It is hardly to be supposed that the
silver and copper found in the mounds, were reduced from the ores of these
metals. On the contrary, it is nearly certain that they were obtained native
from primitive deposits. Indeed, fragments of unwrought native copper have
occasionally been discovered, of considerable size ; one of these, from which
portions had evidently been cut, weighing twenty-three pounds, was found, a few
years since, near Chillicothe. Both metals appear to have been worked in a cold
state, and display the lamination of surface resulting from such a process.

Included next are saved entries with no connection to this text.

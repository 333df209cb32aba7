//! Programmatic dungeon construction.
//!
//! `DungeonBuilder` hands out room ids in insertion order and event ids from
//! its own counter, then validates the result on [`build`](DungeonBuilder::build).
//! Calls naming a room or event the builder does not know are dropped,
//! logged, and reported as errors by `build`.
//!
//! ```
//! use dungeon_logic::builder::DungeonBuilder;
//! use dungeon_logic::model::LockSpec;
//!
//! let mut b = DungeonBuilder::new("Gatehouse");
//! let hall = b.add_room("Hall");
//! let closet = b.add_room("Closet");
//! let yard = b.add_room("Yard");
//! let key = b.add_item(closet);
//! b.add_door(hall, closet, LockSpec::clear());
//! b.add_door(closet, hall, LockSpec::clear());
//! b.add_door(hall, yard, LockSpec::single(key, 1));
//! b.entrance(hall).exit(yard);
//! let dungeon = b.build().unwrap();
//! assert_eq!(dungeon.room_count(), 3);
//! ```

use crate::model::{Door, Dungeon, Event, EventId, Layout, LockSpec, Room, RoomId};
use crate::validation::{has_errors, validate_dungeon, ValidationError};

/// Incrementally assembles a [`Dungeon`].
#[derive(Debug, Clone)]
pub struct DungeonBuilder {
    name: String,
    rooms: Vec<Room>,
    entrance: RoomId,
    exit: RoomId,
    layout: Layout,
    next_event: u32,
    dropped: Vec<ValidationError>,
}

impl DungeonBuilder {
    pub fn new(name: impl Into<String>) -> Self {
        Self {
            name: name.into(),
            rooms: Vec::new(),
            entrance: 0,
            exit: 0,
            layout: Layout::Freeform,
            next_event: 1,
            dropped: Vec::new(),
        }
    }

    pub fn layout(&mut self, layout: Layout) -> &mut Self {
        self.layout = layout;
        self
    }

    pub fn add_room(&mut self, name: impl Into<String>) -> RoomId {
        self.rooms.push(Room::new(name));
        self.rooms.len() - 1
    }

    /// Placeholder room for padding irregular grids.
    pub fn add_unused_room(&mut self) -> RoomId {
        let id = self.add_room("");
        self.rooms[id].unused = true;
        id
    }

    /// Add a one-way door. Doors are tried in the order they are added.
    pub fn add_door(&mut self, from: RoomId, to: RoomId, lock: LockSpec) -> &mut Self {
        match self.rooms.get_mut(from) {
            Some(room) => room.doors.push(Door::locked(to, lock)),
            None => self.drop_call(format!("door from unknown room #{} to #{}", from, to)),
        }
        self
    }

    /// Add a pair of opposite doors sharing one lock.
    pub fn add_passage(&mut self, a: RoomId, b: RoomId, lock: LockSpec) -> &mut Self {
        self.add_door(a, b, lock.clone());
        self.add_door(b, a, lock)
    }

    /// Place a fresh item in `room` and return its id.
    pub fn add_item(&mut self, room: RoomId) -> EventId {
        let id = self.next_event_id();
        self.place(room, Event::item(id));
        id
    }

    /// Place a fresh switch in `room` and return its id.
    pub fn add_switch(&mut self, room: RoomId, state_count: u8) -> EventId {
        let id = self.next_event_id();
        self.place(room, Event::switch(id, state_count));
        id
    }

    /// Set an event's starting state.
    pub fn initial_state(&mut self, event: EventId, state: u8) -> &mut Self {
        let found = self
            .rooms
            .iter_mut()
            .flat_map(|r| r.events.iter_mut())
            .find(|e| e.id() == event);
        match found {
            Some(e) => e.state = state,
            None => self.drop_call(format!("initial state {} for unknown event {}", state, event)),
        }
        self
    }

    pub fn entrance(&mut self, room: RoomId) -> &mut Self {
        self.entrance = room;
        self
    }

    pub fn exit(&mut self, room: RoomId) -> &mut Self {
        self.exit = room;
        self
    }

    /// Validate and produce the dungeon. Warnings do not block the build.
    pub fn build(&self) -> Result<Dungeon, Vec<ValidationError>> {
        let dungeon = Dungeon {
            name: self.name.clone(),
            rooms: self.rooms.clone(),
            entrance: self.entrance,
            exit: self.exit,
            layout: self.layout,
        };
        let mut errors = self.dropped.clone();
        errors.extend(validate_dungeon(&dungeon));
        if has_errors(&errors) {
            return Err(errors);
        }
        for warning in &errors {
            log::warn!("{}: {}", dungeon.name, warning);
        }
        Ok(dungeon)
    }

    fn next_event_id(&mut self) -> EventId {
        let id = EventId(self.next_event);
        self.next_event += 1;
        id
    }

    fn place(&mut self, room: RoomId, event: Event) {
        match self.rooms.get_mut(room) {
            Some(r) => r.events.push(event),
            None => self.drop_call(format!("event {} placed in unknown room #{}", event.id(), room)),
        }
    }

    fn drop_call(&mut self, message: String) {
        log::warn!("{}: ignoring {}", self.name, message);
        self.dropped
            .push(ValidationError::error("builder", format!("Ignored {}", message)));
    }
}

This is somewhat remarkable, as the fires upon \49\ the
altars were sufficiently strong, in some instances, to melt down the copper
ornaments and implements deposited upon them, and the fact that the metal was
fusible could hardly have escaped notice. The locality, from which a portion at
least of the supply of these metals was obtained, is pretty clearly indicated,
by the peculiar mechanico‑chemical combination existing in some specimens
between the silver and copper, which combination characterizes the native
masses of Lake Superior. The evident scarcity of silver may also be regarded as
supporting this conclusion.
Galena, as already observed, is found in
considerable quantities. One of the altars uncovered was entirely occupied by a
deposit of this mineral, which had been slightly subjected to the action of
fire. No native deposits of galena are known to exist in Ohio, and the supply
of the mounds was probably obtained from the well known localities on the Upper
Mississippi.
The comparative scarcity of copper
implements seems to imply that they were not in general use. At any rate, they
never entirely superseded the ruder articles of bone and stone, so generally
diffused among rude nations all over the globe. In Mexico and Peru those
characteristic implements of a ruder state were still adhered to at the period
of the discovery. The early explorers found all the American nations, from the
squalid Esquimaux, who struck the morse with a lance pointed with its own
tusks, to the haughty Aztec, rivalling in his barbaric splendor the
magnificence of the East, including the fearless hunter tribes situated between
these extremes, in possession of them. We are not, therefore, surprised at
their occurrence in the mounds. We find them with the original and with the
recent deposits, and the plough turns them up to light on every hand. And so
striking is the resemblance between them all, that we are almost ready to
conclude they were the productions of the same people. The conclusion would be
irresistible, did we not know that the wants of \50\ man
have ever been the same, and have always suggested like forms to his
implements, and similar modes of using them. The polished instrument with which
the pioneer of civilization prostrates the forest, has its type in the stone
axe of the Indian which his plough the next day exposes to his curious gaze. In
the barrows of Denmark and Siberia, in the tumuli on the plains of Marathon,
and even under the shadow of the pyramids themselves, the explorer finds
relies, almost identical with those disclosed from the mounds, and closely
resembling each other in material, form, and workmanship. We have consequently
little whereby to distinguish the remains of the mound‑builders, so far
as their mere implements of stone are concerned, except the position in which
they are found, and the not entirely imaginary superiority of their
workmanship, from those of the succeeding races. We have, however, in the
different varieties of stone of which they are composed, the evidences of a
communication more extended than we are justified in ascribing to the more
recent tribes. For instance, we find knives and lance‑heads of obsidian
(the itzli of the Mexicans and the gallinazo
stone of the Peruvians),
a volcanic product, the nearest native locality of which, so far as we know, is
Central Mexico, the ancient inhabitants of which country applied it to the very
purposes for which it was used by the race of the mounds.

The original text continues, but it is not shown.